Task statement:
Your output is to consist only of the line containing "Lookup::found(value)" and the lines after it, through the end of the data, reproduced exactly.

Recorded data:
---------------
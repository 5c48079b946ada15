//! Size-partitioning composite cache
//!
//! Routes small values to a fast cache and large values to a slow one.
//! Large entries leave a one-byte `'L'` marker in the small cache;
//! small entries carry a one-byte `'S'` suffix so that a marker can
//! never be confused with a real value. The suffix strip on read is a
//! view-local `remove_suffix`, constant time and non-mutating.

use std::sync::Arc;

use async_trait::async_trait;
use tracing::trace;

use pagecore_base::SharedBuffer;

use crate::interface::{AcceptAll, CacheBackend, CandidateValidator, Lookup};

const LARGE_MARKER: u8 = b'L';
const SMALL_SUFFIX: u8 = b'S';

/// Composite cache partitioning entries by `|key| + |value|`.
pub struct FallbackCache {
    name: String,
    small: Arc<dyn CacheBackend>,
    large: Arc<dyn CacheBackend>,
    threshold_bytes: usize,
}

impl FallbackCache {
    pub fn new(
        small: Arc<dyn CacheBackend>,
        large: Arc<dyn CacheBackend>,
        threshold_bytes: usize,
    ) -> Self {
        Self {
            name: format!("fallback({},{})", small.name(), large.name()),
            small,
            large,
            threshold_bytes,
        }
    }
}

#[async_trait]
impl CacheBackend for FallbackCache {
    fn name(&self) -> &str {
        &self.name
    }

    async fn get(&self, key: &str) -> Lookup {
        self.get_validated(key, &AcceptAll).await
    }

    async fn get_validated(&self, key: &str, validator: &dyn CandidateValidator) -> Lookup {
        let lookup = self.small.get(key).await;
        if !lookup.is_found() {
            return Lookup::not_found();
        }
        let bytes = lookup.value.as_slice();
        if bytes.len() == 1 && bytes[0] == LARGE_MARKER {
            // The marker itself is a valid candidate; the real value
            // lives in the large cache and gets the caller's verdict.
            trace!("Fallback reroute to large cache for {key}");
            return self.large.get_validated(key, validator).await;
        }
        match bytes.last() {
            Some(&SMALL_SUFFIX) => {
                let mut value = lookup.value;
                value.remove_suffix(1);
                if validator.validate(key, &value) {
                    Lookup::found(value)
                } else {
                    Lookup::not_found()
                }
            }
            _ => Lookup::not_found(),
        }
    }

    async fn put(&self, key: &str, value: SharedBuffer) {
        if key.len() + value.len() >= self.threshold_bytes {
            self.small
                .put(key, SharedBuffer::from_bytes(&[LARGE_MARKER]))
                .await;
            self.large.put(key, value).await;
        } else {
            let mut tagged = value;
            tagged.append(&[SMALL_SUFFIX]);
            self.small.put(key, tagged).await;
        }
    }

    async fn delete(&self, key: &str) {
        self.small.delete(key).await;
        self.large.delete(key).await;
    }

    fn is_healthy(&self) -> bool {
        self.small.is_healthy() && self.large.is_healthy()
    }

    fn is_blocking(&self) -> bool {
        self.small.is_blocking() || self.large.is_blocking()
    }

    fn shut_down(&self) {
        self.small.shut_down();
        self.large.shut_down();
    }
}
---------------
Final answer:
                    Lookup::found(value)
                } else {
                    Lookup::not_found()
                }
            }
            _ => Lookup::not_found(),
        }
    }

    async fn put(&self, key: &str, value: SharedBuffer) {
        if key.len() + value.len() >= self.threshold_bytes {
            self.small
                .put(key, SharedBuffer::from_bytes(&[LARGE_MARKER]))
                .await;
            self.large.put(key, value).await;
        } else {
            let mut tagged = value;
            tagged.append(&[SMALL_SUFFIX]);
            self.small.put(key, tagged).await;
        }
    }

    async fn delete(&self, key: &str) {
        self.small.delete(key).await;
        self.large.delete(key).await;
    }

    fn is_healthy(&self) -> bool {
        self.small.is_healthy() && self.large.is_healthy()
    }

    fn is_blocking(&self) -> bool {
        self.small.is_blocking() || self.large.is_blocking()
    }

    fn shut_down(&self) {
        self.small.shut_down();
        self.large.shut_down();
    }
}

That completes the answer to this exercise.